In Blue States, however, libertarian activists have to find common ground with Democrats or give up. Fortunately, Democrats are vastly more libertarian than Republicans on the all-important issue of immigration. Progressives really do feel guilty about enforcing these monstrous violations of humans’ basic right to live and work in any country they choose. Libertarians in Blue States should do everything they can to appeal to progressive consciences.

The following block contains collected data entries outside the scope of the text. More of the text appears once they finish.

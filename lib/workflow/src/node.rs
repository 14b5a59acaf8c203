//! Workflow node types and configurations.
//!
//! Nodes are the building blocks of workflows. Each node has:
//! - A unique ID within the workflow
//! - A display label
//! - Configuration specific to its kind (the kind is derived from it)
//! - Input and output ports

use crate::port::{DataType, Port, PortDirection};
use flowscope_core::NodeId;
use serde::{Deserialize, Serialize};
use serde_json::Value as JsonValue;
use std::fmt;

/// The kind of a workflow node.
#[derive(Debug, Clone, Copy, PartialEq, Eq, PartialOrd, Ord, Hash, Serialize, Deserialize)]
#[serde(rename_all = "snake_case")]
pub enum NodeKind {
    /// Entry points that initiate workflow execution.
    Trigger,
    /// Generic side-effecting steps.
    Action,
    /// Boolean branching.
    Condition,
    /// Expression-based data manipulation.
    Transform,
    /// Static or fetched data sources.
    Data,
    /// Grouping and reduction over collections.
    Aggregate,
    /// Predicate-based selection over collections.
    Filter,
    /// Calls to external services.
    Integration,
    /// LLM-driven execution loops.
    Agent,
    /// Terminal actions (notify, log, HTTP response).
    Output,
}

impl NodeKind {
    /// All node kinds, in declaration order.
    pub const ALL: [Self; 10] = [
        Self::Trigger,
        Self::Action,
        Self::Condition,
        Self::Transform,
        Self::Data,
        Self::Aggregate,
        Self::Filter,
        Self::Integration,
        Self::Agent,
        Self::Output,
    ];

    /// Returns the snake_case name of this kind.
    #[must_use]
    pub const fn as_str(self) -> &'static str {
        match self {
            Self::Trigger => "trigger",
            Self::Action => "action",
            Self::Condition => "condition",
            Self::Transform => "transform",
            Self::Data => "data",
            Self::Aggregate => "aggregate",
            Self::Filter => "filter",
            Self::Integration => "integration",
            Self::Agent => "agent",
            Self::Output => "output",
        }
    }
}

impl fmt::Display for NodeKind {
    fn fmt(&self, f: &mut fmt::Formatter<'_>) -> fmt::Result {
        f.write_str(self.as_str())
    }
}

/// Configuration for trigger nodes.
#[derive(Debug, Clone, PartialEq, Serialize, Deserialize)]
#[serde(tag = "type", rename_all = "snake_case")]
pub enum TriggerNodeConfig {
    /// Cron-style scheduled trigger.
    Schedule {
        /// Cron expression (e.g., "0 7 * * *" for 7am daily).
        cron: String,
        /// Timezone for the schedule.
        #[serde(default)]
        timezone: Option<String>,
    },
    /// HTTP webhook trigger.
    Webhook {
        /// The webhook path (e.g., "/hooks/my-workflow").
        path: String,
    },
    /// Messaging-platform or integration event trigger.
    IntegrationEvent {
        /// The integration account ID.
        integration_id: String,
        /// The event type to listen for.
        event_type: String,
    },
    /// Manual trigger (user-initiated).
    Manual,
}

/// Configuration for generic action nodes.
#[derive(Debug, Clone, PartialEq, Serialize, Deserialize)]
pub struct ActionNodeConfig {
    /// The action to perform (e.g., "send_email").
    pub action: String,
    /// Action-specific parameters.
    #[serde(default)]
    pub parameters: JsonValue,
}

/// Configuration for condition nodes.
#[derive(Debug, Clone, PartialEq, Serialize, Deserialize)]
pub struct ConditionNodeConfig {
    /// The boolean expression deciding which branch runs.
    pub expression: String,
}

/// Configuration for transform nodes.
#[derive(Debug, Clone, PartialEq, Serialize, Deserialize)]
pub struct TransformNodeConfig {
    /// Expression for data transformation.
    pub expression: String,
}

/// Configuration for data source nodes.
#[derive(Debug, Clone, PartialEq, Serialize, Deserialize)]
pub struct DataNodeConfig {
    /// Where the data comes from (table name, URL, inline, ...).
    pub source: String,
}

/// Configuration for aggregate nodes.
#[derive(Debug, Clone, PartialEq, Serialize, Deserialize)]
pub struct AggregateNodeConfig {
    /// The reduction to apply (e.g., "sum", "count").
    pub operation: String,
    /// Fields to group by before reducing.
    #[serde(default)]
    pub group_by: Vec<String>,
}

/// Configuration for filter nodes.
#[derive(Debug, Clone, PartialEq, Serialize, Deserialize)]
pub struct FilterNodeConfig {
    /// Predicate each item must satisfy.
    pub predicate: String,
}

/// Configuration for integration nodes.
#[derive(Debug, Clone, PartialEq, Serialize, Deserialize)]
pub struct IntegrationNodeConfig {
    /// The integration type (e.g., "email", "calendar").
    pub integration_type: String,
    /// The operation to perform (e.g., "fetch", "send", "list").
    pub operation: String,
    /// Operation-specific parameters.
    #[serde(default)]
    pub parameters: JsonValue,
}

/// Configuration for agent nodes.
#[derive(Debug, Clone, PartialEq, Serialize, Deserialize)]
pub struct AgentNodeConfig {
    /// The goal to achieve.
    pub goal: String,
    /// Maximum iterations before failing.
    #[serde(default = "default_max_iterations")]
    pub max_iterations: u32,
    /// Tools available to the agent.
    #[serde(default)]
    pub available_tools: Vec<String>,
}

fn default_max_iterations() -> u32 {
    10
}

/// Configuration for output nodes.
#[derive(Debug, Clone, PartialEq, Serialize, Deserialize)]
#[serde(tag = "type", rename_all = "snake_case")]
pub enum OutputNodeConfig {
    /// Send a notification.
    Notify {
        /// Notification channel (e.g., "email", "push").
        channel: String,
        /// Template for the notification.
        template: String,
    },
    /// Log to execution history.
    Log {
        /// Log level.
        #[serde(default)]
        level: LogLevel,
    },
    /// HTTP response (for webhook-triggered workflows).
    HttpResponse {
        /// Status code to return.
        status_code: u16,
    },
}

/// Log level for log nodes.
#[derive(Debug, Clone, Copy, PartialEq, Eq, Default, Serialize, Deserialize)]
#[serde(rename_all = "lowercase")]
pub enum LogLevel {
    Debug,
    #[default]
    Info,
    Warn,
    Error,
}

/// Configuration for a node, varying by kind.
#[derive(Debug, Clone, PartialEq, Serialize, Deserialize)]
#[serde(tag = "kind", rename_all = "snake_case")]
pub enum NodeConfig {
    Trigger(TriggerNodeConfig),
    Action(ActionNodeConfig),
    Condition(ConditionNodeConfig),
    Transform(TransformNodeConfig),
    Data(DataNodeConfig),
    Aggregate(AggregateNodeConfig),
    Filter(FilterNodeConfig),
    Integration(IntegrationNodeConfig),
    Agent(AgentNodeConfig),
    Output(OutputNodeConfig),
}

impl NodeConfig {
    /// Returns the kind of this node configuration.
    #[must_use]
    pub fn kind(&self) -> NodeKind {
        match self {
            Self::Trigger(_) => NodeKind::Trigger,
            Self::Action(_) => NodeKind::Action,
            Self::Condition(_) => NodeKind::Condition,
            Self::Transform(_) => NodeKind::Transform,
            Self::Data(_) => NodeKind::Data,
            Self::Aggregate(_) => NodeKind::Aggregate,
            Self::Filter(_) => NodeKind::Filter,
            Self::Integration(_) => NodeKind::Integration,
            Self::Agent(_) => NodeKind::Agent,
            Self::Output(_) => NodeKind::Output,
        }
    }

    /// A manual trigger.
    #[must_use]
    pub fn manual_trigger() -> Self {
        Self::Trigger(TriggerNodeConfig::Manual)
    }

    /// A generic action with no parameters.
    #[must_use]
    pub fn action(action: impl Into<String>) -> Self {
        Self::Action(ActionNodeConfig {
            action: action.into(),
            parameters: JsonValue::Null,
        })
    }

    /// An integration call with no parameters.
    #[must_use]
    pub fn integration(integration_type: impl Into<String>, operation: impl Into<String>) -> Self {
        Self::Integration(IntegrationNodeConfig {
            integration_type: integration_type.into(),
            operation: operation.into(),
            parameters: JsonValue::Null,
        })
    }

    /// A transform with the given expression.
    #[must_use]
    pub fn transform(expression: impl Into<String>) -> Self {
        Self::Transform(TransformNodeConfig {
            expression: expression.into(),
        })
    }
}

/// A workflow node.
///
/// A serialized node may omit `ports`; it then gets the default ports for
/// its kind.
#[derive(Debug, Clone, PartialEq, Serialize, Deserialize)]
#[serde(from = "NodeRecord")]
pub struct Node {
    /// Unique identifier for this node within the workflow.
    pub id: NodeId,
    /// Human-readable label shown on the canvas.
    pub label: String,
    /// Node configuration (determines kind and behavior).
    pub config: NodeConfig,
    /// Input and output ports for this node.
    pub ports: Vec<Port>,
    /// Set by the optimizer on nodes it touched.
    pub optimized: bool,
}

/// Wire form of [`Node`] with optional fields.
#[derive(Deserialize)]
struct NodeRecord {
    id: NodeId,
    label: String,
    config: NodeConfig,
    #[serde(default)]
    ports: Option<Vec<Port>>,
    #[serde(default)]
    optimized: bool,
}

impl From<NodeRecord> for Node {
    fn from(record: NodeRecord) -> Self {
        let ports = record
            .ports
            .unwrap_or_else(|| Node::default_ports(&record.config));
        Self {
            id: record.id,
            label: record.label,
            config: record.config,
            ports,
            optimized: record.optimized,
        }
    }
}

impl Node {
    /// Creates a new node with a generated ID and default ports for its kind.
    #[must_use]
    pub fn new(label: impl Into<String>, config: NodeConfig) -> Self {
        Self::with_id(NodeId::new(), label, config)
    }

    /// Creates a new node with a specific ID and default ports for its kind.
    #[must_use]
    pub fn with_id(id: impl Into<NodeId>, label: impl Into<String>, config: NodeConfig) -> Self {
        let ports = Self::default_ports(&config);
        Self {
            id: id.into(),
            label: label.into(),
            config,
            ports,
            optimized: false,
        }
    }

    /// Replaces the node's ports.
    #[must_use]
    pub fn with_ports(mut self, ports: Vec<Port>) -> Self {
        self.ports = ports;
        self
    }

    /// Returns the kind of this node.
    #[must_use]
    pub fn kind(&self) -> NodeKind {
        self.config.kind()
    }

    /// Returns the port with the given ID and direction, if any.
    #[must_use]
    pub fn port(&self, id: &str, direction: PortDirection) -> Option<&Port> {
        self.ports
            .iter()
            .find(|p| p.id == id && p.direction == direction)
    }

    /// Returns the input port with the given ID, if any.
    #[must_use]
    pub fn input_port(&self, id: &str) -> Option<&Port> {
        self.port(id, PortDirection::Input)
    }

    /// Returns the output port with the given ID, if any.
    #[must_use]
    pub fn output_port(&self, id: &str) -> Option<&Port> {
        self.port(id, PortDirection::Output)
    }

    /// Returns all input ports.
    pub fn inputs(&self) -> impl Iterator<Item = &Port> {
        self.ports.iter().filter(|p| p.direction == PortDirection::Input)
    }

    /// Returns all output ports.
    pub fn outputs(&self) -> impl Iterator<Item = &Port> {
        self.ports.iter().filter(|p| p.direction == PortDirection::Output)
    }

    /// Generates default ports based on node configuration.
    fn default_ports(config: &NodeConfig) -> Vec<Port> {
        match config {
            // Triggers have no inputs, one output
            NodeConfig::Trigger(_) => vec![Port::output("output", DataType::Any)],
            NodeConfig::Action(_) | NodeConfig::Transform(_) => vec![
                Port::required_input("input", DataType::Any),
                Port::output("output", DataType::Any),
            ],
            NodeConfig::Condition(_) => vec![
                Port::required_input("input", DataType::Any),
                Port::output("true", DataType::Any),
                Port::output("false", DataType::Any),
            ],
            NodeConfig::Data(_) => vec![
                Port::optional_input("input", DataType::Any),
                Port::output("records", DataType::Array),
            ],
            NodeConfig::Aggregate(_) => vec![
                Port::required_input("items", DataType::Array),
                Port::output("result", DataType::Object),
            ],
            NodeConfig::Filter(_) => vec![
                Port::required_input("items", DataType::Array),
                Port::output("matched", DataType::Array),
            ],
            NodeConfig::Integration(_) => vec![
                Port::optional_input("input", DataType::Any),
                Port::output("output", DataType::Any),
            ],
            NodeConfig::Agent(_) => vec![
                Port::required_input("context", DataType::Any),
                Port::output("result", DataType::Any),
            ],
            NodeConfig::Output(_) => vec![Port::required_input("input", DataType::Any)],
        }
    }
}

Thanks to the Free State Project, libertarians already punch way above weight in New Hampshire. But we can do a lot better. There is nothing unlibertarian about having priorities. Playing Don Quixote — pushing left-coded liberty in Red States and right-coded liberty in Blue States — may be a fun way to LARP. But libertarians who actually want to make the world freer will Generalize DeAngelis. Find freedoms that ruling parties already appreciate — then start selling them upgrades.
I understand if this strategy sticks in your throat, because it definitely sticks in mine. That’s part of why I’m an academic rather than an activist. The ugly truth, however, is that libertarians have to partner with non-libertarians to advance the cause of liberty. Once you accept that, why not self-consciously profile the partnerships that are actually likely to work?
This won't work in Blue States.
Blue Staters don't support quasi-libertarian policies for libertarian reasons, they support those policies because they WANT to violate property rights. Their pro-criminal anti-property stance is the reason they support drug decriminalization but not drug legalization. When people try to get rid of homeless encampments, Blue Staters call it "criminalizing homelessness." The violation of property rights is the point.
I don't have to talk libertarians into this, but at the national level the most useful thing that could be done is to get rid of the SALT deduction. SALT subsidizes the Blue State model over the Red State Model. Moreover, it subsidizes the worst aspects of the blue state model. The same could be said about mortgage interest deduction.